(Recorded data)

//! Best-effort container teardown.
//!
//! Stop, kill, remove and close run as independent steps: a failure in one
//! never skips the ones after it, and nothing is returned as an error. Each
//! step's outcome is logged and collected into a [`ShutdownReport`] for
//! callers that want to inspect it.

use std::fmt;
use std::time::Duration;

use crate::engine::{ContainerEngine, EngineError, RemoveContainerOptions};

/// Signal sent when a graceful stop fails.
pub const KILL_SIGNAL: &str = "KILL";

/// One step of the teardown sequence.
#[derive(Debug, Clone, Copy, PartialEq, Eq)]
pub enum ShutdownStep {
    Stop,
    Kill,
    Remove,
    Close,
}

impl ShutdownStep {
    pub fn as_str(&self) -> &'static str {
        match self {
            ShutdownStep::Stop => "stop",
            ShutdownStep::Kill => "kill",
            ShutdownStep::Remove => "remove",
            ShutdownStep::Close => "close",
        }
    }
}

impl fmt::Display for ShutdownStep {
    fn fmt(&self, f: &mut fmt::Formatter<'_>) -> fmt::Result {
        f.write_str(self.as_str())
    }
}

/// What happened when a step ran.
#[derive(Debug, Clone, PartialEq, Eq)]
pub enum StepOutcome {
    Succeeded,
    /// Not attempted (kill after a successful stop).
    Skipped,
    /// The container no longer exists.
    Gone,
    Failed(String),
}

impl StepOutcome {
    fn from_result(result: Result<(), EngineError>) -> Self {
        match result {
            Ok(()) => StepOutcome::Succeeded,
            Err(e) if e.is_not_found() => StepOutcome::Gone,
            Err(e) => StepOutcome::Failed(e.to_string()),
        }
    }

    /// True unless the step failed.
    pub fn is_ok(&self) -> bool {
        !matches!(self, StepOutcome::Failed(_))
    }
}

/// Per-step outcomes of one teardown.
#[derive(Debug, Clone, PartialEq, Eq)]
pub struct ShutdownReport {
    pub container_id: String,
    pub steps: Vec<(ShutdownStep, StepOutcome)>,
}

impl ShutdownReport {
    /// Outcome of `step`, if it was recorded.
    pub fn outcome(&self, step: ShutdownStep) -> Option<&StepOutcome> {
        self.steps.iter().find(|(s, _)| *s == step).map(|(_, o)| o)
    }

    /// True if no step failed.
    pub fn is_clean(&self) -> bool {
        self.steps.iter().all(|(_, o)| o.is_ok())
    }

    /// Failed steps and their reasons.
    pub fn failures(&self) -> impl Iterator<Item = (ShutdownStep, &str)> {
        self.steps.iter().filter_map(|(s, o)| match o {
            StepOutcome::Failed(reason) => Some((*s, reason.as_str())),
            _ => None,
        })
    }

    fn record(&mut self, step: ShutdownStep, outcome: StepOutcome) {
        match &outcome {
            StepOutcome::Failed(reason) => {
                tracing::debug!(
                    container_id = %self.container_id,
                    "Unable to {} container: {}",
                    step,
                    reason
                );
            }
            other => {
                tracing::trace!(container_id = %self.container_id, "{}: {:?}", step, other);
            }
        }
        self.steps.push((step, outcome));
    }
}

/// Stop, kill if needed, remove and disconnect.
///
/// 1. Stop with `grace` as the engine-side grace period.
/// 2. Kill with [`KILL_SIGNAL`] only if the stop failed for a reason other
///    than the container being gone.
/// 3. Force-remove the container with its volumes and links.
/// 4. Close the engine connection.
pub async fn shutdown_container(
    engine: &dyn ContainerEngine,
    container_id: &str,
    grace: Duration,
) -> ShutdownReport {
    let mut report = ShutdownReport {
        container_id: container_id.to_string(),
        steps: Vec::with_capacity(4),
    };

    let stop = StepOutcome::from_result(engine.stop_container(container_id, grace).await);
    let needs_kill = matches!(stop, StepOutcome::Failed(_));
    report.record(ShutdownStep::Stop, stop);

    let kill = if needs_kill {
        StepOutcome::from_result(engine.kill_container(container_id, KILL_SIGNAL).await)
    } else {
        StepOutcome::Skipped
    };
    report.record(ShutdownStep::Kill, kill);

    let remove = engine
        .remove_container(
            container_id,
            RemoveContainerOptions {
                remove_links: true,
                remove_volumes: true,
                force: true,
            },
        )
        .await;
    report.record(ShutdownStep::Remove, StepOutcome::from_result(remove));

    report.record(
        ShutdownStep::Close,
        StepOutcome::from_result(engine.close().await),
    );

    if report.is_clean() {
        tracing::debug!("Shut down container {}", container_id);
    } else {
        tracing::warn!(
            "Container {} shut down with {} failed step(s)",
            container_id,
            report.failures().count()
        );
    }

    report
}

---

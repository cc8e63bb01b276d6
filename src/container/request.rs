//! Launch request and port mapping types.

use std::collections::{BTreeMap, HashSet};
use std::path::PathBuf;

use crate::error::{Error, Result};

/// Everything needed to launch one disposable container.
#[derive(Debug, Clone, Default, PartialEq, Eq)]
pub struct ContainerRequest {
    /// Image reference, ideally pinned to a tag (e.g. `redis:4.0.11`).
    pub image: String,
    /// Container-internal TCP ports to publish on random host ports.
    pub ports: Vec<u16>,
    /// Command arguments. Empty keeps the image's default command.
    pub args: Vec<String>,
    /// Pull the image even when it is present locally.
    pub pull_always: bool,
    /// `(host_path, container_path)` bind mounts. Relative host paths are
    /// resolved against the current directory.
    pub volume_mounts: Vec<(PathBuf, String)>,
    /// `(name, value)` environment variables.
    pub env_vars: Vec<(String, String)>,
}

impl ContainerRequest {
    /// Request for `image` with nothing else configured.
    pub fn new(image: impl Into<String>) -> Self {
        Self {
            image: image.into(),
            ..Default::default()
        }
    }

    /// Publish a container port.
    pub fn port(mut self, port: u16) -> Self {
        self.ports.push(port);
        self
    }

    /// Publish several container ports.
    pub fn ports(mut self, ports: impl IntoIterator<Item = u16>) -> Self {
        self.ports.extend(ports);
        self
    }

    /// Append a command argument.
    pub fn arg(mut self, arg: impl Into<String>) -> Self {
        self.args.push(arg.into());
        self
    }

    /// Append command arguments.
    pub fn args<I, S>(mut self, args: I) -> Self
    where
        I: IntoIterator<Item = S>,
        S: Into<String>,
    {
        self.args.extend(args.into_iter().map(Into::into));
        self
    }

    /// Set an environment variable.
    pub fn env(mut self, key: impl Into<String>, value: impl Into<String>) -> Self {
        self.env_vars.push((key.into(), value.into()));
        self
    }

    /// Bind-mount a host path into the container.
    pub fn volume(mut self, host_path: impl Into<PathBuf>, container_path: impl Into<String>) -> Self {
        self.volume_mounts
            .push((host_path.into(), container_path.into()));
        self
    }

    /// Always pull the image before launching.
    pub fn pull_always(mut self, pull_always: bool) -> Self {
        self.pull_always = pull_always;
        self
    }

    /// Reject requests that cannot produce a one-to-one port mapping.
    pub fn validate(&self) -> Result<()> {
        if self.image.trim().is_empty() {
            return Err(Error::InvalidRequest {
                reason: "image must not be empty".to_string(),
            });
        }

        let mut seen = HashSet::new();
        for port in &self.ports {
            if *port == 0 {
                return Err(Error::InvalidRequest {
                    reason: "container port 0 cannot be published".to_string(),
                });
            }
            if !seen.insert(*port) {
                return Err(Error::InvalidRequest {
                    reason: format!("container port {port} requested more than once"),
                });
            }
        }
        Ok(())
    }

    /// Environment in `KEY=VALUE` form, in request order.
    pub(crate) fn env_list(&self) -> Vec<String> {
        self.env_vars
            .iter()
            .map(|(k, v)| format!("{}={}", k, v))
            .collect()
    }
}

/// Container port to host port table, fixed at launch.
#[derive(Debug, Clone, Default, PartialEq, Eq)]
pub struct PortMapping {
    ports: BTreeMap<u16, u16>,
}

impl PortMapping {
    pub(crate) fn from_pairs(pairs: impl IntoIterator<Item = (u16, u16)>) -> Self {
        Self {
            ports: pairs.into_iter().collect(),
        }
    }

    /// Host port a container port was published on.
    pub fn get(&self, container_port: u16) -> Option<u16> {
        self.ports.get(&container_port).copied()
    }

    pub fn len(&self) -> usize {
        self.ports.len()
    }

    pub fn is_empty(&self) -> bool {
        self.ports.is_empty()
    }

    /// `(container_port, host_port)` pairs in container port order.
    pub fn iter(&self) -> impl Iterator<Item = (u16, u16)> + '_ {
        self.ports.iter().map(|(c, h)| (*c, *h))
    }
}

• _Work item_
Count every line in the data that contains the word "RemoveContainerOptions", then give that count and nothing else.

• _Solved problem_
2